The DVI connection so significantly improves the quality of the display to the VGA connection with :
• separation of shades of color for each pixel : perfectly clear picture.
• a digital (without loss) transmission of colors.
This is the equivalent digital analog RGB (red green blue) link but conveyed on three routes LVDS (low voltage differential signal) and by three shielded twisted pair.
In addition, as all (except CRT) screens are digital in-house, the DVI connection avoids analog-to-digital (A/D) conversion by the graphics card, and losses during transfer by the VGA.
Mid-January 2006 a European tax of 14 percent came knocking the monitors of 50cm (20 inches) and more, equipped with a plug DVI, manufactured outside of the eurozone.

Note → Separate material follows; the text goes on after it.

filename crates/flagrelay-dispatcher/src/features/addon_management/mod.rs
pub mod controller;
pub mod repo;
pub mod service;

There are three types of Sockets :
• DVI - A (DVI-Analog) which transmits only the analog signal.
• DVI - D (DVI-Digital) that transmits only the digital signal.
• DVI - I (DVI-Integrated) which transmits the digital signal to the DVI - D or DVI analog signal - A
Currently, most outputs DVI graphics cards are DVI - I.
It allows to keep the possibility to use a CRT screen, via an adapter \DVI to VGA.
In other words, although the majority of DVI connectors are the standard DVI - I, they will be used as the DVI - A if you have a screen CRT otherwise like DVI - D.